In scena:

Anna, prima maestra

Sofia, seconda maestra

Una scuola

Un giardino

Un intero paese in una valle circondata dai monti

Alcune indicazioni:

/ tra due battute indica una pausa

// tra due battute indica un silenzio, un momento in cui accade qualcosa che non si può verbalizzare

Le didascalie sono da intendersi come materiali che possono essere impiegati in scena in diversi modi: possono essere considerate semplicemente come indicazioni utili alle interpreti o alla regia, suggestioni che possono essere liberamente tradotte sulla scena; oppure possono essere interpretate in scena dalle attrici, registrate, trasformate in immagini, riprese, proiettate. La scelta è libera, purché sia chiaro che quando ci sembra impossibile che qualcosa possa essere messo in scena, per difficoltà intrinseche, o perché indegno di rappresentazione, dobbiamo chiederci che cosa davvero ce lo impedisce.

La scuola è una vecchia scuola elementare, troppo grande per il numero di alunni che ospita oggi, con le mura in mattoni rossi, il tetto spiovente. C’è un giardino con un gigantesco abete. 

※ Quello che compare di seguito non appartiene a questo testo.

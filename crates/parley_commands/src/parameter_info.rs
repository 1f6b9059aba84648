//! Built parameter descriptor.

/// An immutable command parameter.
#[derive(Debug, Clone, PartialEq, Eq, derive_getters::Getters)]
pub struct ParameterInfo {
    name: String,
    summary: Option<String>,
    default_value: Option<String>,
    is_optional: bool,
    is_remainder: bool,
    is_multiple: bool,
}

impl ParameterInfo {
    pub(crate) fn new(
        name: String,
        summary: Option<String>,
        default_value: Option<String>,
        is_optional: bool,
        is_remainder: bool,
        is_multiple: bool,
    ) -> Self {
        Self {
            name,
            summary,
            default_value,
            is_optional,
            is_remainder,
            is_multiple,
        }
    }
}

È un tardo pomeriggio. I corridoi della scuola sono ampi e il suono dei passi rimbomba, adesso che non ci sono i bambini. Alle pareti sono appesi disegni fatti per un concorso di poesie e immagini sulla guerra (contro, la guerra). I bambini di diverse classi hanno scritto delle poesie e poi le hanno illustrate. Una poesia, con la sua illustrazione, è incorniciata in quanto opera vincitrice. Sotto alla cornice, con un pezzettino di scotch, è stato attaccato l’articolo di un giornale locale che riporta la trascrizione dei versi e la fotografia in bianco e nero del disegno.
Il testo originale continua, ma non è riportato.